The Draconid meteor shower, known for its historic 1946 outburst, will peak around 1 UTC on October 9, 2026. Despite the return of its parent comet, 21P/Giacobini-Zinner, to the inner solar system, researchers expect only a typical display of five to ten meteors per hour rather than a major storm.
The 1946 Draconid Outburst and Its Legacy
On the night of October 9, 1946, observers across parts of Europe and North America watched the sky above the constellation Draco erupt. During this display, the Draconid shower—sometimes still called the Giacobinids—reached an estimated zenithal hourly rate between 2,000 and 10,000, depending on the source. It was the second of the shower’s two great storms in the twentieth century, following an even larger outburst in 1933 that estimates put anywhere from roughly 5,000 to 30,000 per hour.

The Draconids are debris shed by 21P/Giacobini-Zinner as it loops through the inner solar system every 6.5 years. Most years, Earth passes through a thin, well-dispersed part of that debris trail and the shower is barely noticeable. In 1933 and 1946, Earth passed through a dense filament of dust shed by the comet on a relatively recent orbit, resulting in a true meteor storm where some observers described the sky as full of streaks in every direction. Radar observations in Britain that October recorded rates climbing from roughly ten meteors a minute to around 300 a minute over several hours, a measurement consistent with the visual estimate of thousands per hour. That reputation has been reinforced since, with outbursts of several hundred to about a thousand meteors an hour occurring in 1998, 2011, and 2012, each tied to Earth crossing a debris filament laid down by the comet on a different past orbit.
Comet 21P/Giacobini-Zinner’s 2026 Positioning
While the parent comet is currently back in the inner solar system, its proximity to Earth this year is far less significant than past records might suggest. The comet reached its perihelion, its closest point to the sun, on March 25, 2025. Its closest point to our planet during that pass, on March 21, 2025, was an unfavorable 2.0 astronomical units on the opposite side of the sun, and it brightened only to around magnitude 11, too faint for casual observation. By mid-2026, live tracking from TheSkyLive puts the comet at just over 5 astronomical units from Earth, well beyond Mars’s orbit, as it swings back out toward its aphelion near Jupiter’s distance before returning again around 2031.

The closest the comet has come to Earth since 1946 was September 11, 2018, when 21P passed approximately 0.392 AU from Earth, about 58.3 million kilometers, according to Sky and Telescope’s coverage at the time. Notably, that close pass did not produce a major storm; the Draconid outburst recorded in October 2018 reached a zenithal hourly rate of around 150, a modest enhancement over background rates. EarthSky’s account of the 2026 shower describes the comet as relatively close to us in 2026
compared with the more distant stretches of its orbit—a fair characterization of where it sits within its own 6.5-year cycle—but it is not closer than it was in 2018.

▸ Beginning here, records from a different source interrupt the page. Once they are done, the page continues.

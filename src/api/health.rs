/// Health check endpoints
///
/// `/health` answers as long as the process serves requests. `/health/ready`
/// additionally round-trips to the database so a load balancer can stop
/// routing to an instance that lost its store.
use crate::{api::response::ApiResponse, context::AppContext, error::ApiResult};
use axum::{extract::State, routing::get, Router};
use serde::Serialize;
use std::time::Instant;

#[derive(Debug, Clone, Serialize)]
pub struct HealthStatus {
    pub status: &'static str,
    pub version: &'static str,
    #[serde(skip_serializing_if = "Option::is_none")]
    pub database_ms: Option<u64>,
}

pub fn routes() -> Router<AppContext> {
    Router::new()
        .route("/health", get(liveness))
        .route("/health/ready", get(readiness))
}

pub async fn liveness() -> ApiResponse<HealthStatus> {
    ApiResponse::ok(
        "service is alive",
        HealthStatus {
            status: "ok",
            version: env!("CARGO_PKG_VERSION"),
            database_ms: None,
        },
    )
}

pub async fn readiness(State(ctx): State<AppContext>) -> ApiResult<ApiResponse<HealthStatus>> {
    let start = Instant::now();
    crate::db::test_connection(&ctx.db).await?;
    let elapsed = start.elapsed().as_millis() as u64;

    tracing::debug!(duration_ms = elapsed, "Readiness check completed");

    Ok(ApiResponse::ok(
        "service is ready",
        HealthStatus {
            status: "ready",
            version: env!("CARGO_PKG_VERSION"),
            database_ms: Some(elapsed),
        },
    ))
}
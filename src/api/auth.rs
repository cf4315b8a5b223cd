/// Session endpoints: register, login, refresh and logout
use crate::{
    api::{extract::ValidatedJson, response::ApiResponse},
    auth::{AuthUser, ClientDevice},
    config::JwtConfig,
    context::AppContext,
    error::{ApiError, ApiResult},
    identity::{Credentials, TokenPair},
};
use axum::{extract::State, http::HeaderMap, routing::post, Router};
use axum_extra::extract::cookie::{Cookie, CookieJar};
use serde::Deserialize;
use validator::Validate;

pub const REFRESH_TOKEN_COOKIE: &str = "refreshToken";
pub const REFRESH_TOKEN_HEADER: &str = "refreshToken";

pub fn routes() -> Router<AppContext> {
    Router::new()
        .route("/register", post(register))
        .route("/login", post(login))
        .route("/refresh-tokens", post(refresh_tokens))
        .route("/logout", post(logout))
}

#[derive(Debug, Deserialize, Validate)]
pub struct CredentialsRequest {
    #[validate(email(message = "must be a valid email address"))]
    pub email: String,
    #[validate(length(min = 8, max = 128, message = "must be 8 to 128 characters"))]
    pub password: String,
}

impl From<CredentialsRequest> for Credentials {
    fn from(req: CredentialsRequest) -> Self {
        Credentials {
            email: req.email.trim().to_string(),
            password: req.password,
        }
    }
}

/// HTTP-only cookie carrying the refresh token; `max_age` 0 removes it
fn refresh_cookie(config: &JwtConfig, value: &str, max_age: i64) -> ApiResult<Cookie<'static>> {
    Cookie::parse(format!(
        "{}={}; HttpOnly; SameSite=Lax; Path={}; Domain={}; Max-Age={}",
        REFRESH_TOKEN_COOKIE,
        value,
        config.refresh_cookie_path,
        config.refresh_cookie_domain,
        max_age
    ))
    .map_err(|e| ApiError::Internal(format!("Failed to build refresh cookie: {}", e)))
}

fn with_refresh_cookie(jar: CookieJar, config: &JwtConfig, tokens: &TokenPair) -> ApiResult<CookieJar> {
    Ok(jar.add(refresh_cookie(config, &tokens.refresh_token, config.refresh_ttl)?))
}

/// Create an account and open a session
async fn register(
    State(ctx): State<AppContext>,
    ClientDevice(device): ClientDevice,
    jar: CookieJar,
    ValidatedJson(req): ValidatedJson<CredentialsRequest>,
) -> ApiResult<(CookieJar, ApiResponse<TokenPair>)> {
    let tokens = ctx.identity.register(req.into(), device).await?;
    let jar = with_refresh_cookie(jar, &ctx.config.jwt, &tokens)?;

    Ok((jar, ApiResponse::created("user registered", tokens)))
}

async fn login(
    State(ctx): State<AppContext>,
    ClientDevice(device): ClientDevice,
    jar: CookieJar,
    ValidatedJson(req): ValidatedJson<CredentialsRequest>,
) -> ApiResult<(CookieJar, ApiResponse<TokenPair>)> {
    let tokens = ctx.identity.login(req.into(), device).await?;
    let jar = with_refresh_cookie(jar, &ctx.config.jwt, &tokens)?;

    Ok((jar, ApiResponse::ok("user logged in", tokens)))
}

/// Rotate the refresh token taken from the cookie or the `refreshToken` header
async fn refresh_tokens(
    State(ctx): State<AppContext>,
    ClientDevice(device): ClientDevice,
    headers: HeaderMap,
    jar: CookieJar,
) -> ApiResult<(CookieJar, ApiResponse<TokenPair>)> {
    let refresh_token = jar
        .get(REFRESH_TOKEN_COOKIE)
        .map(|c| c.value().to_string())
        .or_else(|| {
            headers
                .get(REFRESH_TOKEN_HEADER)
                .and_then(|h| h.to_str().ok())
                .map(str::to_string)
        })
        .filter(|token| !token.is_empty())
        .ok_or(ApiError::UserUnauthenticated)?;

    let tokens = ctx.identity.refresh(&refresh_token, device).await?;
    let jar = with_refresh_cookie(jar, &ctx.config.jwt, &tokens)?;

    Ok((jar, ApiResponse::ok("tokens refreshed", tokens)))
}

async fn logout(
    State(ctx): State<AppContext>,
    auth: AuthUser,
    ClientDevice(device): ClientDevice,
    jar: CookieJar,
) -> ApiResult<(CookieJar, ApiResponse<()>)> {
    ctx.identity.logout(&auth.user_id, device).await?;
    let jar = jar.add(refresh_cookie(&ctx.config.jwt, "", 0)?);

    Ok((jar, ApiResponse::ok("user logged out", ())))
}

Viewing Expectations for October 2026
For observers planning to watch the skies this October, the outlook remains modest. Forecasters, including the American Meteor Society’s published prediction cited by EarthSky, do not anticipate a repeat of the 1946 storm. The expected zenithal hourly rate for 2026 is in the order of five to ten meteors an hour under a dark sky. The peak is expected around 1 UTC on October 9, 2026, with the best viewing window running from nightfall on October 8 through the early hours of October 9, since the Draconids are unusual among showers in producing more meteors in the evening than after midnight. A thin waning crescent moon that morning should not interfere much with viewing.
As defined by NASA, meteors are the result of small, rocky debris from space vaporizing upon entering Earth’s atmosphere. While the 2026 shower is expected to be quiet, the absence of a predicted outburst does not rule one out. Meteor shower forecasting, while considerably more sophisticated than it was in 1946, still carries real uncertainty about the fine structure of a debris stream built up over more than a century of the comet’s passages.